### [Assigned task]
Below are the records; copy each line in them that holds the word "unreadable".

☆ ☆ ☆ ☆ ☆ ☆ ☆

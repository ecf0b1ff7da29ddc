use serde::{Deserialize, Serialize};
use std::collections::HashMap;
use std::fs;
use std::path::Path;

#[derive(Debug, Clone, Serialize, Deserialize)]
pub struct Bookmark {
    pub message_sequence_index: usize,
    pub label: String,
    pub created_at: chrono::DateTime<chrono::Utc>,
}

/// Last-read position for one chat session.
#[derive(Debug, Clone, Serialize, Deserialize)]
pub struct ReadingPosition {
    pub chapter_index: usize,
    #[serde(default)]
    pub scroll_offset: usize,
    #[serde(default, skip_serializing_if = "Option::is_none")]
    pub page_number: Option<usize>,
    #[serde(default)]
    pub progress_percent: f32,
    pub message_sequence_index: usize,
    pub last_read: chrono::DateTime<chrono::Utc>,
}

#[derive(Debug, Default, Serialize, Deserialize)]
pub struct SessionRecord {
    #[serde(default)]
    pub bookmarks: Vec<Bookmark>,
    #[serde(default, skip_serializing_if = "Option::is_none")]
    pub position: Option<ReadingPosition>,
    /// Custom chapter titles, keyed by positional chapter index. The key is
    /// not stable across re-chapterization; see DESIGN.md for the stable-key
    /// follow-up.
    #[serde(default, skip_serializing_if = "HashMap::is_empty")]
    pub chapter_names: HashMap<usize, String>,
}

/// Per-session bookmark and reading-position store, keyed by the stable
/// chat-session id.
#[derive(Debug, Serialize, Deserialize)]
pub struct BookmarkStore {
    sessions: HashMap<String, SessionRecord>,
    #[serde(skip)]
    file_path: Option<String>,
}

impl BookmarkStore {
    pub fn ephemeral() -> Self {
        Self {
            sessions: HashMap::new(),
            file_path: None,
        }
    }

    pub fn with_file(file_path: &str) -> Self {
        Self {
            sessions: HashMap::new(),
            file_path: Some(file_path.to_string()),
        }
    }

    pub fn load_or_ephemeral(file_path: Option<&str>) -> Self {
        match file_path {
            Some(path) => Self::load_from_file(path).unwrap_or_else(|e| {
                log::error!("Failed to load bookmarks from {}: {}", path, e);
                Self::with_file(path)
            }),
            None => Self::ephemeral(),
        }
    }

    pub fn load_from_file(file_path: &str) -> anyhow::Result<Self> {
        let path = Path::new(file_path);
        if path.exists() {
            let content = fs::read_to_string(path)?;
            let mut store: Self = serde_json::from_str(&content)?;
            store.file_path = Some(file_path.to_string());
            Ok(store)
        } else {
            Ok(Self::with_file(file_path))
        }
    }

    pub fn save(&self) -> anyhow::Result<()> {
        match &self.file_path {
            Some(path) => {
                if let Some(parent) = Path::new(path).parent() {
                    if !parent.exists() {
                        fs::create_dir_all(parent)?;
                    }
                }
                let content = serde_json::to_string_pretty(self)?;
                fs::write(path, content)?;
                Ok(())
            }
            None => {
                // Ephemeral stores don't save to disk
                Ok(())
            }
        }
    }

    pub fn add_bookmark(&mut self, session_id: &str, message_sequence_index: usize, label: &str) {
        let record = self.sessions.entry(session_id.to_string()).or_default();
        record.bookmarks.push(Bookmark {
            message_sequence_index,
            label: label.to_string(),
            created_at: chrono::Utc::now(),
        });
        record
            .bookmarks
            .sort_by_key(|b| b.message_sequence_index);
        self.save_logged();
    }

    pub fn remove_bookmark(&mut self, session_id: &str, message_sequence_index: usize) {
        if let Some(record) = self.sessions.get_mut(session_id) {
            record
                .bookmarks
                .retain(|b| b.message_sequence_index != message_sequence_index);
            self.save_logged();
        }
    }

    pub fn bookmarks_for(&self, session_id: &str) -> &[Bookmark] {
        self.sessions
            .get(session_id)
            .map(|r| r.bookmarks.as_slice())
            .unwrap_or(&[])
    }

    pub fn update_position(&mut self, session_id: &str, position: ReadingPosition) {
        self.sessions
            .entry(session_id.to_string())
            .or_default()
            .position = Some(position);
        self.save_logged();
    }

    pub fn position_for(&self, session_id: &str) -> Option<&ReadingPosition> {
        self.sessions.get(session_id)?.position.as_ref()
    }

    pub fn set_chapter_name(&mut self, session_id: &str, chapter_index: usize, name: &str) {
        self.sessions
            .entry(session_id.to_string())
            .or_default()
            .chapter_names
            .insert(chapter_index, name.to_string());
        self.save_logged();
    }

    pub fn chapter_names_for(&self, session_id: &str) -> HashMap<usize, String> {
        self.sessions
            .get(session_id)
            .map(|r| r.chapter_names.clone())
            .unwrap_or_default()
    }

    pub fn most_recent_session(&self) -> Option<(&String, &ReadingPosition)> {
        self.sessions
            .iter()
            .filter_map(|(id, record)| record.position.as_ref().map(|p| (id, p)))
            .max_by_key(|(_, position)| position.last_read)
    }

    fn save_logged(&self) {
        if self.file_path.is_some() {
            if let Err(e) = self.save() {
                log::error!("Failed to save bookmarks: {}", e);
            }
        }
    }
}
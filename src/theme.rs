use crate::settings::Settings;

/// Color palette for the exported document, as CSS hex values.
#[derive(Debug, Clone)]
pub struct ReaderPalette {
    pub name: &'static str,
    pub background: &'static str,
    pub surface: &'static str,
    pub border: &'static str,
    pub text: &'static str,
    pub muted: &'static str,
    pub user_accent: &'static str,
    pub character_accent: &'static str,
    pub dialogue: &'static str,
    pub link: &'static str,
    pub code_bg: &'static str,
    pub highlight: &'static str,
}

// Oceanic Next theme
pub static OCEANIC_NEXT: ReaderPalette = ReaderPalette {
    name: "Oceanic Next",
    background: "#1B2B34",
    surface: "#343D46",
    border: "#4F5B66",
    text: "#C0C5CE",
    muted: "#65737E",
    user_accent: "#99C794",
    character_accent: "#6699CC",
    dialogue: "#FAC863",
    link: "#5FB3B3",
    code_bg: "#343D46",
    highlight: "#FAC863",
};

// Catppuccin Mocha theme
pub static CATPPUCCIN_MOCHA: ReaderPalette = ReaderPalette {
    name: "Catppuccin Mocha",
    background: "#1E1E2E",
    surface: "#313244",
    border: "#45475A",
    text: "#CDD6F4",
    muted: "#6C7086",
    user_accent: "#A6E3A1",
    character_accent: "#89B4FA",
    dialogue: "#F9E2AF",
    link: "#94E2D5",
    code_bg: "#313244",
    highlight: "#F9E2AF",
};

static ALL_PALETTES: &[&ReaderPalette] = &[&OCEANIC_NEXT, &CATPPUCCIN_MOCHA];

pub fn all_palettes() -> &'static [&'static ReaderPalette] {
    ALL_PALETTES
}

pub fn palette_by_name(name: &str) -> &'static ReaderPalette {
    all_palettes()
        .iter()
        .find(|p| p.name.eq_ignore_ascii_case(name))
        .copied()
        .unwrap_or(&OCEANIC_NEXT)
}

impl ReaderPalette {
    /// Renders the palette plus typography settings as CSS custom
    /// properties for the export document.
    pub fn css_variables(&self, settings: &Settings) -> String {
        format!(
            ":root {{\n  --bg: {};\n  --surface: {};\n  --border: {};\n  --text: {};\n  --muted: {};\n  --user-accent: {};\n  --character-accent: {};\n  --dialogue: {};\n  --link: {};\n  --code-bg: {};\n  --highlight: {};\n  --font-size: {}px;\n  --line-height: {};\n  --content-width: {}px;\n  --font-family: {};\n}}",
            self.background,
            self.surface,
            self.border,
            self.text,
            self.muted,
            self.user_accent,
            self.character_accent,
            self.dialogue,
            self.link,
            self.code_bg,
            self.highlight,
            settings.font_size,
            settings.line_height,
            settings.content_width,
            settings.font_family,
        )
    }
}
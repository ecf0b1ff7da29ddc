use chatokrat::chapterizer::{ChapterMode, ChapterSettings, chapterize};
use chatokrat::message::Transcript;
use chatokrat::renderer::{ChatRenderer, RenderOptions};
use chatokrat::search::search_chapters;
use chatokrat::session::ReaderSession;
use chatokrat::settings::Settings;
use chatokrat::text_utils::unescape_attr;
use chatokrat::transform::NoopTransform;

const HEADER: &str = r#"{"user_name":"Alice","character_name":"Bob","session_id":"test"}"#;

fn transcript_from(texts: &[&str]) -> Transcript {
    let mut lines = vec![HEADER.to_string()];
    for (i, text) in texts.iter().enumerate() {
        let record = serde_json::json!({
            "name": if i % 2 == 0 { "Bob" } else { "Alice" },
            "is_user": i % 2 == 1,
            "text": text,
            "sent": 1_700_000_000 + i as i64 * 60,
        });
        lines.push(record.to_string());
    }
    Transcript::parse(&lines.join("\n")).unwrap()
}

fn options(transform: &NoopTransform, dialogue: bool) -> RenderOptions<'_> {
    RenderOptions {
        user_name: "Alice",
        character_name: "Bob",
        character_key: "bob",
        show_sender_name: true,
        dialogue_enabled: dialogue,
        show_images: true,
        transform,
    }
}

#[test]
fn chapterization_covers_input_in_every_mode() {
    let transcript = transcript_from(&["a", "b", "c", "d", "e", "f", "g"]);
    for mode in [
        ChapterMode::None,
        ChapterMode::Count,
        ChapterMode::Time,
        ChapterMode::Both,
    ] {
        let chapters = chapterize(
            &transcript.messages,
            &ChapterSettings {
                mode,
                messages_per_chapter: 3,
                time_gap_hours: 6.0,
            },
        );
        let flattened: Vec<usize> = chapters.iter().flat_map(|c| c.range.clone()).collect();
        let expected: Vec<usize> = (0..transcript.messages.len()).collect();
        assert_eq!(flattened, expected, "mode {mode:?} lost or reordered messages");
    }
}

#[test]
fn count_mode_produces_ceil_n_over_k_chapters() {
    let transcript = transcript_from(&["a"; 10]);
    for k in 1..=10 {
        let chapters = chapterize(
            &transcript.messages,
            &ChapterSettings {
                mode: ChapterMode::Count,
                messages_per_chapter: k,
                time_gap_hours: 6.0,
            },
        );
        assert_eq!(chapters.len(), 10usize.div_ceil(k));
        for chapter in chapters.iter().take(chapters.len() - 1) {
            assert_eq!(chapter.range.len(), k);
        }
    }
}

#[test]
fn time_mode_six_hour_gap_splits_between_messages() {
    // T, T+1h, T+8h → two chapters: [T, T+1h], [T+8h].
    let t = 1_700_000_000i64;
    let mut lines = vec![HEADER.to_string()];
    for offset in [0, 3600, 8 * 3600] {
        lines.push(format!(
            r#"{{"name":"Bob","text":"at {offset}","sent":{}}}"#,
            t + offset
        ));
    }
    let transcript = Transcript::parse(&lines.join("\n")).unwrap();
    let chapters = chapterize(
        &transcript.messages,
        &ChapterSettings {
            mode: ChapterMode::Time,
            messages_per_chapter: 100,
            time_gap_hours: 6.0,
        },
    );
    assert_eq!(chapters.len(), 2);
    assert_eq!(chapters[0].range, 0..2);
    assert_eq!(chapters[1].range, 2..3);
}

#[test]
fn dialogue_styling_and_code_fence_render_together() {
    // Messages: greeting, quoted speech, fenced html. Count mode, size 2.
    let transcript = transcript_from(&[
        "Hello",
        "\"Good day\" he said",
        "```html\n<p>x</p>\n```",
    ]);
    let chapters = chapterize(
        &transcript.messages,
        &ChapterSettings {
            mode: ChapterMode::Count,
            messages_per_chapter: 2,
            time_gap_hours: 6.0,
        },
    );
    assert_eq!(chapters.len(), 2);

    let renderer = ChatRenderer::new();
    let noop = NoopTransform;
    let opts = options(&noop, true);

    let first = renderer.render_chapter(&chapters[0], &transcript.messages, &opts);
    assert!(first.contains("Hello"));
    assert!(first.contains("<span class=\"dialogue\">\"Good day\"</span>"));

    let second = renderer.render_chapter(&chapters[1], &transcript.messages, &opts);
    // The fenced block renders as a literal escaped code block, not live markup.
    assert!(second.contains("&lt;p&gt;x&lt;/p&gt;"));
    assert!(!second.contains("<p>x</p>"));
}

#[test]
fn dialogue_disabled_render_is_byte_identical_to_markdown_only() {
    let transcript = transcript_from(&["\"Quoted\" and *styled* text"]);
    let renderer = ChatRenderer::new();
    let noop = NoopTransform;

    let disabled = renderer.render_message(&transcript.messages[0], &options(&noop, false));
    let enabled = renderer.render_message(&transcript.messages[0], &options(&noop, true));

    assert!(!disabled.contains("dialogue"));
    assert_eq!(
        enabled.matches("<span class=\"dialogue\">").count(),
        1,
        "each quoted span is wrapped exactly once"
    );
    // Removing the dialogue wrapper recovers the markdown-only render.
    let unwrapped = enabled
        .replace("<span class=\"dialogue\">", "")
        .replace("</span>", "");
    assert_eq!(unwrapped, disabled);
}

#[test]
fn embedded_document_round_trips_byte_for_byte() {
    // Backticks and markdown-special characters inside the document's own
    // script content must survive untouched.
    let doc = "<!DOCTYPE html>\n<html>\n<head><title>*not markdown*</title></head>\n<body>\n<script>\nlet tpl = `# not a heading`;\nlet stars = \"**bold?**\";\n</script>\n</body>\n</html>";
    let text = format!("Intro line\n{doc}\nOutro line");

    let mut lines = vec![HEADER.to_string()];
    lines.push(serde_json::json!({"name": "Bob", "text": text, "sent": 1_700_000_000}).to_string());
    let transcript = Transcript::parse(&lines.join("\n")).unwrap();

    let renderer = ChatRenderer::new();
    let noop = NoopTransform;
    let html = renderer.render_message(&transcript.messages[0], &options(&noop, true));

    // Pull the frame content back out of the srcdoc attribute.
    let start = html.find("srcdoc=\"").expect("frame present") + "srcdoc=\"".len();
    let end = html[start..].find('"').unwrap() + start;
    let content = unescape_attr(&html[start..end]);

    // Ignore the injected style override and height-report script.
    let style_start = content.find("<style>html,body").unwrap();
    let script_end = content.rfind("})();</script>").unwrap() + "})();</script>".len();
    let stripped = format!("{}{}", &content[..style_start], &content[script_end..]);

    assert_eq!(stripped, doc);
    assert!(html.contains("Intro line"));
    assert!(html.contains("Outro line"));
}

#[test]
fn fake_document_envelope_inside_fence_stays_inert() {
    let text = "```\n<!DOCTYPE html><html><body>stale</body></html>\n```";
    let transcript = transcript_from(&[text]);
    let renderer = ChatRenderer::new();
    let noop = NoopTransform;
    let html = renderer.render_message(&transcript.messages[0], &options(&noop, true));
    assert!(!html.contains("<iframe"));
    assert!(html.contains("&lt;!DOCTYPE html&gt;"));
}

#[test]
fn search_counts_and_contexts_are_correct() {
    let transcript = transcript_from(&[
        "the needle is here",
        "no match",
        "needle and needle again",
    ]);
    let chapters = chapterize(&transcript.messages, &ChapterSettings::default());
    let results = search_chapters(&chapters, &transcript.messages, "NEEDLE");

    assert_eq!(results.total, 3);
    assert_eq!(results.hits.len(), 3);
    for hit in &results.hits {
        assert!(hit.context_text.to_lowercase().contains("needle"));
        assert!(hit.context_html.contains("<span class=\"search-highlight\">"));
    }
    assert_eq!(results.hits[0].sequence_index, 0);
    assert_eq!(results.hits[1].sequence_index, 2);
}

#[test]
fn session_rechapterization_preserves_sequence_identity() {
    let transcript = transcript_from(&["a", "b", "c", "d", "e", "f"]);
    let settings = Settings {
        chapter_mode: ChapterMode::Count,
        messages_per_chapter: 2,
        ..Settings::default()
    };
    let mut session = ReaderSession::new(transcript, settings);
    assert_eq!(session.chapter_of_sequence_index(5), Some(2));

    session.update_chapter_settings(ChapterSettings {
        mode: ChapterMode::Count,
        messages_per_chapter: 3,
        time_gap_hours: 6.0,
    });
    // Chapter indices shift, the message identity does not.
    assert_eq!(session.chapter_of_sequence_index(5), Some(1));
    assert_eq!(session.messages()[5].sequence_index, 5);
}

#[test]
fn mixed_message_survives_full_pipeline() {
    let text = "# Scene\n\n<div class=\"stage\">\n*raw inside block*\n</div>\n\n- item one\n- item two\n\n`inline` and **bold**\n\n<choices>\n1. Fight\n2. Flee\n</choices>";
    let transcript = transcript_from(&[text]);
    let renderer = ChatRenderer::new();
    let noop = NoopTransform;
    let html = renderer.render_message(&transcript.messages[0], &options(&noop, true));

    assert!(html.contains("<h1>Scene</h1>"));
    assert!(html.contains("*raw inside block*"));
    assert!(html.contains("<li>item one</li>"));
    assert!(html.contains("<code>inline</code>"));
    assert!(html.contains("<strong>bold</strong>"));
    assert!(html.contains("choice-card"));
    assert!(html.contains("Fight"));
}
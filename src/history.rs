//! # Report History Module
//!
//! Persistence of analysis reports as a bounded, newest-first JSON array.
//! Each run's report is inserted at index 0, the array truncated to the
//! configured capacity and rewritten as a whole. The bounded structure is an
//! explicit abstraction so the ≤capacity / newest-first invariant is testable
//! independently of file I/O.
//!
//! An absent, unreadable or non-array history file is treated as an empty
//! history; that condition is logged but never surfaced to the caller.

use serde_json::Value;
use std::collections::VecDeque;
use std::fs;
use std::path::{Path, PathBuf};
use tracing::{debug, warn};

use crate::errors::{error_logging, AppError, AppResult};
use crate::report::AnalysisReport;

/// File name of the rolling history inside the output directory
pub const HISTORY_FILE_NAME: &str = "Prescription.json";

/// Bounded, newest-first collection of report values
#[derive(Debug, Clone)]
pub struct ReportHistory {
    entries: VecDeque<Value>,
    capacity: usize,
}

impl ReportHistory {
    /// Create an empty history with the given capacity
    pub fn with_capacity(capacity: usize) -> Self {
        Self {
            entries: VecDeque::new(),
            capacity,
        }
    }

    /// Number of retained entries
    pub fn len(&self) -> usize {
        self.entries.len()
    }

    /// Whether the history holds no entries
    pub fn is_empty(&self) -> bool {
        self.entries.is_empty()
    }

    /// Maximum number of retained entries
    pub fn capacity(&self) -> usize {
        self.capacity
    }

    /// Insert an entry at the front, evicting the oldest entries past capacity
    pub fn push_front(&mut self, entry: Value) {
        self.entries.push_front(entry);
        self.entries.truncate(self.capacity);
    }

    /// The most recent entry, if any
    pub fn front(&self) -> Option<&Value> {
        self.entries.front()
    }

    /// Iterate entries newest-first
    pub fn iter(&self) -> impl Iterator<Item = &Value> {
        self.entries.iter()
    }

    /// Load a history from a JSON array file
    ///
    /// A file that is absent, unreadable or does not contain a JSON array is
    /// treated as an empty history. Entries beyond capacity are dropped.
    pub fn load(path: &Path, capacity: usize) -> Self {
        let mut history = Self::with_capacity(capacity);

        let content = match fs::read_to_string(path) {
            Ok(content) => content,
            Err(_) => {
                debug!("No readable history file at {:?}, starting empty", path);
                return history;
            }
        };

        match serde_json::from_str::<Value>(&content) {
            Ok(Value::Array(values)) => {
                for value in values.into_iter().take(capacity) {
                    history.entries.push_back(value);
                }
            }
            Ok(_) => {
                warn!("History file {:?} is not a JSON array, treating as empty", path);
            }
            Err(e) => {
                warn!("History file {:?} is not valid JSON ({}), treating as empty", path, e);
            }
        }

        history
    }

    /// Write the whole history to a pretty-printed JSON array file
    ///
    /// Creates the parent directory if needed.
    pub fn save(&self, path: &Path) -> AppResult<()> {
        if let Some(parent) = path.parent() {
            if !parent.as_os_str().is_empty() {
                fs::create_dir_all(parent).map_err(|e| {
                    AppError::FileSystem(format!(
                        "Failed to create output directory {:?}: {}",
                        parent, e
                    ))
                })?;
            }
        }

        let entries: Vec<&Value> = self.entries.iter().collect();
        let serialized = serde_json::to_string_pretty(&entries)
            .map_err(|e| AppError::FileSystem(format!("Failed to serialize history: {}", e)))?;

        fs::write(path, serialized).map_err(|e| {
            AppError::FileSystem(format!("Failed to write history file {:?}: {}", path, e))
        })?;

        debug!("Wrote {} history entries to {:?}", self.entries.len(), path);
        Ok(())
    }
}

/// Path of the history file inside an output directory
pub fn history_file_path(output_dir: &str) -> PathBuf {
    Path::new(output_dir).join(HISTORY_FILE_NAME)
}

/// Append a report to the history file: load, insert at the front, truncate
/// to capacity, rewrite
pub fn append_report(output_dir: &str, report: &AnalysisReport, capacity: usize) -> AppResult<()> {
    let path = history_file_path(output_dir);

    let value = serde_json::to_value(report)
        .map_err(|e| AppError::Internal(format!("Failed to serialize report: {}", e)))?;

    let mut history = ReportHistory::load(&path, capacity);
    history.push_front(value);

    if let Err(e) = history.save(&path) {
        error_logging::log_filesystem_error(&e, "append_report", path.to_str());
        return Err(e);
    }
    Ok(())
}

☆ ☆ ☆ ☆ ☆ ☆ ☆

### [Response]
//! An absent, unreadable or non-array history file is treated as an empty
    /// A file that is absent, unreadable or does not contain a JSON array is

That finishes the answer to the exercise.